Data for review START
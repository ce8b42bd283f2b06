// src/services/relay.rs
use std::sync::Arc;

use thiserror::Error;
use tracing::{debug, error};

use super::completion::{CompletionProvider, CompletionRequest, Turn};

pub const CLARYBOT_PERSONA: &str =
    "You are ClaryBot, a helpful career guidance assistant for students.";
pub const MAX_OUTPUT_TOKENS: u32 = 200;

#[derive(Debug, Error, PartialEq, Eq)]
pub enum RelayError {
    #[error("message is missing or blank")]
    InvalidInput,
    #[error("completion provider failed")]
    ProviderFailure,
}

/// Bridges a single user message to the completion provider.
///
/// Holds no per-request state; clones share the provider handle.
#[derive(Clone)]
pub struct RelayService {
    provider: Arc<dyn CompletionProvider>,
    persona: String,
}

impl RelayService {
    pub fn new(provider: Arc<dyn CompletionProvider>) -> Self {
        Self::with_persona(provider, CLARYBOT_PERSONA)
    }

    pub fn with_persona(provider: Arc<dyn CompletionProvider>, persona: impl Into<String>) -> Self {
        Self {
            provider,
            persona: persona.into(),
        }
    }

    /// Build the two-turn prompt sent for `text`. The user turn is verbatim.
    pub fn build_request(&self, text: &str) -> CompletionRequest {
        CompletionRequest {
            turns: vec![Turn::system(self.persona.as_str()), Turn::user(text)],
            max_tokens: MAX_OUTPUT_TOKENS,
        }
    }

    pub async fn submit_message(&self, text: Option<&str>) -> Result<String, RelayError> {
        let text = match text {
            Some(t) if !t.trim().is_empty() => t,
            _ => return Err(RelayError::InvalidInput),
        };

        debug!(chars = text.chars().count(), "forwarding message to provider");

        match self.provider.complete(self.build_request(text)).await {
            Ok(reply) => Ok(reply),
            Err(err) => {
                error!(error = %err, "completion provider call failed");
                Err(RelayError::ProviderFailure)
            }
        }
    }
}
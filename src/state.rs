// src/state.rs
use std::sync::Arc;

use crate::services::completion::CompletionProvider;
use crate::services::relay::RelayService;

pub type SharedState = Arc<AppState>;

pub struct AppState {
    pub relay: RelayService,
}

impl AppState {
    pub fn new(provider: Arc<dyn CompletionProvider>) -> Self {
        Self {
            relay: RelayService::new(provider),
        }
    }
}
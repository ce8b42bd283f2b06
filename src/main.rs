use std::sync::Arc;

use anyhow::Context;
use clarybot_relay::{
    config::Config, routes, services::openai::OpenAiClient, state::AppState,
};
use tracing::info;
use tracing_subscriber::EnvFilter;

#[tokio::main]
async fn main() -> anyhow::Result<()> {
    dotenvy::dotenv().ok();

    tracing_subscriber::fmt()
        .with_env_filter(
            EnvFilter::try_from_default_env()
                .unwrap_or_else(|_| EnvFilter::new("info,tower_http=debug")),
        )
        .init();

    let config = Config::from_env().context("loading configuration")?;
    let provider = OpenAiClient::from_config(&config).context("building completion client")?;
    let state = Arc::new(AppState::new(Arc::new(provider)));

    let app = routes::create_router(&config.static_dir).with_state(state);

    let addr = config.bind_addr()?;
    let listener = tokio::net::TcpListener::bind(addr)
        .await
        .with_context(|| format!("binding {addr}"))?;

    info!(%addr, model = %config.model, "ClaryBot relay listening");
    axum::serve(listener, app).await?;
    Ok(())
}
Data for review END
Exercise: Please give back the records exactly as written, beginning at the first line and including the line that holds "pub const CLARYBOT_PERSONA: &str" as the last.

Answer to the exercise:
repository ce8b42bd283f2b06
// src/services/relay.rs
use std::sync::Arc;

use thiserror::Error;
use tracing::{debug, error};

use super::completion::{CompletionProvider, CompletionRequest, Turn};

pub const CLARYBOT_PERSONA: &str =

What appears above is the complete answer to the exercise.